Among the records below, find each line that includes the string "AnswerMap" and copy it.

━━━━━ Information given

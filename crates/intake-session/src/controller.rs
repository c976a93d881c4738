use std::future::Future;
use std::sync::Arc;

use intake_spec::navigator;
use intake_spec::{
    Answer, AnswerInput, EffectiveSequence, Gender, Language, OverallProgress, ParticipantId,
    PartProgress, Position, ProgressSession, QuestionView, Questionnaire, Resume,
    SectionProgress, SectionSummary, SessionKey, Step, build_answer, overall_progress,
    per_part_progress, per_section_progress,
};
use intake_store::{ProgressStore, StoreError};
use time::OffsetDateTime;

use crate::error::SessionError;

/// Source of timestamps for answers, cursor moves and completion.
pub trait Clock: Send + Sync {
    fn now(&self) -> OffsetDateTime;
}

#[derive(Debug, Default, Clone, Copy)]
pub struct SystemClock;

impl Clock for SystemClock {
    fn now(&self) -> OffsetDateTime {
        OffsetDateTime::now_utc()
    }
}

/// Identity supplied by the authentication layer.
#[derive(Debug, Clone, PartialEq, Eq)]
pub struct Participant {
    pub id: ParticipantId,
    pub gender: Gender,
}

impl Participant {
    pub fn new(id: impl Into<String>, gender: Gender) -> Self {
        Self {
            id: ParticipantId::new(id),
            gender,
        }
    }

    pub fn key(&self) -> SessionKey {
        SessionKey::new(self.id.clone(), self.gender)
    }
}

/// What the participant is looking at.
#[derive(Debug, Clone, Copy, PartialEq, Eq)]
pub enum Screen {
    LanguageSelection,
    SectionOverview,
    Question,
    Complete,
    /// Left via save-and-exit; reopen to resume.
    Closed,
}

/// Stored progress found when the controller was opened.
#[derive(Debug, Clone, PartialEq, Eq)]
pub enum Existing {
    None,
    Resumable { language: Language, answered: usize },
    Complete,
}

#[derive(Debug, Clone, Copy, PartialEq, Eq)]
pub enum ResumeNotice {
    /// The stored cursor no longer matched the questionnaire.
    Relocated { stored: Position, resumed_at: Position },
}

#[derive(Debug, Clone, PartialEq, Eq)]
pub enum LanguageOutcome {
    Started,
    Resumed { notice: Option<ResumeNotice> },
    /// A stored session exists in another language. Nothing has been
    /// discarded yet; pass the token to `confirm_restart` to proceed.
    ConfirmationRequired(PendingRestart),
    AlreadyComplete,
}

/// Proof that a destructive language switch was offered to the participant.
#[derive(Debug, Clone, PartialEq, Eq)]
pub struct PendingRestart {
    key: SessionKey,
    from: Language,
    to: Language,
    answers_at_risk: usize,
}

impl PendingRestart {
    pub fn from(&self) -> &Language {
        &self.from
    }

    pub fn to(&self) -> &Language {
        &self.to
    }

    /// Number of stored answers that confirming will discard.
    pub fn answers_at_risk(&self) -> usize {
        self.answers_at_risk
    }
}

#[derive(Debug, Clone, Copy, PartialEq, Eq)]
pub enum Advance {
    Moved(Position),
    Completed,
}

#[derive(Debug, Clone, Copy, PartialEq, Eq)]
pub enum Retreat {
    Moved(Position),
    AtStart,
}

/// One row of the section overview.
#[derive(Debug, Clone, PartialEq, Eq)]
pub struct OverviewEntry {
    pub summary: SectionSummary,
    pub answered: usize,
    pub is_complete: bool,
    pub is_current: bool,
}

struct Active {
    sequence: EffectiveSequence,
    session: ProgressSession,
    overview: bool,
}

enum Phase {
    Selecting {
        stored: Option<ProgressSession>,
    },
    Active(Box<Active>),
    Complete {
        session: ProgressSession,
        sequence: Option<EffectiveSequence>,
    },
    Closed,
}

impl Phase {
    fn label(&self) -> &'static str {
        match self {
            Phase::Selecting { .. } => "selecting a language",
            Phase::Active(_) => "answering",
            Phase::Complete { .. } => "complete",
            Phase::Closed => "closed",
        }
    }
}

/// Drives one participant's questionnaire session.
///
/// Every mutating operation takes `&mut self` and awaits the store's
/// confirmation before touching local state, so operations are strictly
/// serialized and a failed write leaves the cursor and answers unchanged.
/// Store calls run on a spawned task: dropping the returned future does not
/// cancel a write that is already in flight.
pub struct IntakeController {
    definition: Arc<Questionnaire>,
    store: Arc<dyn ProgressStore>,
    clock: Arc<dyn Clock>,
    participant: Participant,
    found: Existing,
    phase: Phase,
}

━━━━━━━━━━
━━━━━ Information given

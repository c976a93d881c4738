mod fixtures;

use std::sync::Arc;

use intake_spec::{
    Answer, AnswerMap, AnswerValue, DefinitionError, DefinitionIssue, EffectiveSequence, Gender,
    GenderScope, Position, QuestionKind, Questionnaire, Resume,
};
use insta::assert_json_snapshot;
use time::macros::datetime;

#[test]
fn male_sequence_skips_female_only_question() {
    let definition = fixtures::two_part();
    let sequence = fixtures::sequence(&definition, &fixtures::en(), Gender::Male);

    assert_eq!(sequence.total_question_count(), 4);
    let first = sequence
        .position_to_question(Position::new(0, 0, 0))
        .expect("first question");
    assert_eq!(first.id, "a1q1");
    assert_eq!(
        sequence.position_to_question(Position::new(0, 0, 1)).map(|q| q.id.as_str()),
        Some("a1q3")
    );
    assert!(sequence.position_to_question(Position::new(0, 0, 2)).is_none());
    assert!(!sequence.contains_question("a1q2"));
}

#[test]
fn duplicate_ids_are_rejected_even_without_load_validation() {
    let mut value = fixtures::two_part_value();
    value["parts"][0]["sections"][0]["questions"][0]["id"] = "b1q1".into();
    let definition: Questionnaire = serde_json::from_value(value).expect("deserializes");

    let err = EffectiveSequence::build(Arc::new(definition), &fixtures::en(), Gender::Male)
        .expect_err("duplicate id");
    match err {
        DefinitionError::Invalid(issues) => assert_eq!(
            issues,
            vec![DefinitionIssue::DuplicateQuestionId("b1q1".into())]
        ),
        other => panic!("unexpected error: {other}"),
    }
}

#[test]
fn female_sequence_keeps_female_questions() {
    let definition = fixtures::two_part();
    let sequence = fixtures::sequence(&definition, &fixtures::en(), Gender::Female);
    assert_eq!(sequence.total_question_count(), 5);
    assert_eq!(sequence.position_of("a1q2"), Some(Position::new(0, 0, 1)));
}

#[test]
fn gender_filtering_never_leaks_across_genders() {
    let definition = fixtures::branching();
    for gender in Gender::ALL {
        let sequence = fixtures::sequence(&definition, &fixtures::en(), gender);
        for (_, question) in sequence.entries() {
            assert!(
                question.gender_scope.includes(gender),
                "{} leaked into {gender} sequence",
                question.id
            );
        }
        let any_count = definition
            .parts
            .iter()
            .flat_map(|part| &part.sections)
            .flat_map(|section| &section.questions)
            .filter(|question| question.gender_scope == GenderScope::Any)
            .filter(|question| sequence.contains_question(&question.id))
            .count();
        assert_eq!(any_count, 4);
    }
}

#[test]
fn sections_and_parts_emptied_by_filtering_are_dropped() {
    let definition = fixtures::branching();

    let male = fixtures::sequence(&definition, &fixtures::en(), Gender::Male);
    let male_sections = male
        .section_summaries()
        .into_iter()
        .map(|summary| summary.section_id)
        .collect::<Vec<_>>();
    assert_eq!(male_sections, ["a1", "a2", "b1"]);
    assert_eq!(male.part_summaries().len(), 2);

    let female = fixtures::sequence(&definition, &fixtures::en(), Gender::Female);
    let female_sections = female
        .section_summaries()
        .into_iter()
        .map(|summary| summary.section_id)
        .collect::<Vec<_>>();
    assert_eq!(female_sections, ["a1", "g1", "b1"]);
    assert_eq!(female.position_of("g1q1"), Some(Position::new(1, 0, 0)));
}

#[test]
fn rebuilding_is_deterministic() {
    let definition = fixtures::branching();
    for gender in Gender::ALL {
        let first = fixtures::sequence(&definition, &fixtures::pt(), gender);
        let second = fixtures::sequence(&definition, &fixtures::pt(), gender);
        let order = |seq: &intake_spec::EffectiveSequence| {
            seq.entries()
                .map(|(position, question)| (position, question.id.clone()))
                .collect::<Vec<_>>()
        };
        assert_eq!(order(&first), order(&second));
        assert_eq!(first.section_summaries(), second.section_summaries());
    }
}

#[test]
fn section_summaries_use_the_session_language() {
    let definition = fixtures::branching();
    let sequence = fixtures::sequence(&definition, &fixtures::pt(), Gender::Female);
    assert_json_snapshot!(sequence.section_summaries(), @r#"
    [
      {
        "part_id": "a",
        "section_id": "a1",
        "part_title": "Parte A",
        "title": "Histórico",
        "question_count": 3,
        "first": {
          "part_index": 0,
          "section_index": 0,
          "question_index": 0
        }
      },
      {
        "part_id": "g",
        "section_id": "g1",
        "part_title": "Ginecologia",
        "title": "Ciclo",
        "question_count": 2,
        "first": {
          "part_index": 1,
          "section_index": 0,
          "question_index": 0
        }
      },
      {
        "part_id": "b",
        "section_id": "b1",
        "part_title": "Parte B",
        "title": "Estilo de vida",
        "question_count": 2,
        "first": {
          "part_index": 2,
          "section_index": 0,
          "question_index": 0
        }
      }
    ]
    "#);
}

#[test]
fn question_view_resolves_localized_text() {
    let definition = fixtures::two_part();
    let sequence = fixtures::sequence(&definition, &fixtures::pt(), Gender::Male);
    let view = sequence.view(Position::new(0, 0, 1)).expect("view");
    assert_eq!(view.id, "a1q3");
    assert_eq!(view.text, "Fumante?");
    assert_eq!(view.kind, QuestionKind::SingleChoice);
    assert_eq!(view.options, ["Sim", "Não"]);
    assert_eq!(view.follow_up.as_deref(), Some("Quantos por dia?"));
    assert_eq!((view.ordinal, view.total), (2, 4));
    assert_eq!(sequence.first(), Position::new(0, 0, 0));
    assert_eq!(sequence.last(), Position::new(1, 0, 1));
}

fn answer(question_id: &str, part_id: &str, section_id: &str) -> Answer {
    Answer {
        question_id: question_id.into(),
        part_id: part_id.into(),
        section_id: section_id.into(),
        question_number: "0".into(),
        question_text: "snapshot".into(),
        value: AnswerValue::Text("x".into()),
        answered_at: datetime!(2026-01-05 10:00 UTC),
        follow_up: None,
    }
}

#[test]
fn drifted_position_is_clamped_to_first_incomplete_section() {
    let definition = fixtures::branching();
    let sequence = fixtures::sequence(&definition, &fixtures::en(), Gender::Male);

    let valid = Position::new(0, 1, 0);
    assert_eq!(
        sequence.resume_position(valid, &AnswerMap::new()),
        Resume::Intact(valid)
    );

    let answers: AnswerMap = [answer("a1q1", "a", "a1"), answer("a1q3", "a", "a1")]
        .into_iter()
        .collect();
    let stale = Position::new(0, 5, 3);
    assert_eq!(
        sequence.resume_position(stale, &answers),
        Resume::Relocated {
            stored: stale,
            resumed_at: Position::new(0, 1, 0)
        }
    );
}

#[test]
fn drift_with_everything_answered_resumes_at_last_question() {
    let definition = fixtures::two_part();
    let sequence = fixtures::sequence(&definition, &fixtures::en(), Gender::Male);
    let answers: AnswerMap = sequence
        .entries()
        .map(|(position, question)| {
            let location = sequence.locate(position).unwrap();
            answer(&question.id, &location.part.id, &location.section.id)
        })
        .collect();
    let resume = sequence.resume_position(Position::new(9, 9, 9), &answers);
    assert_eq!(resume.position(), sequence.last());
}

━━━━━━━━━━

** Answer section **
    Answer, AnswerMap, AnswerValue, DefinitionError, DefinitionIssue, EffectiveSequence, Gender,
        sequence.resume_position(valid, &AnswerMap::new()),
    let answers: AnswerMap = [answer("a1q1", "a", "a1"), answer("a1q3", "a", "a1")]
    let answers: AnswerMap = sequence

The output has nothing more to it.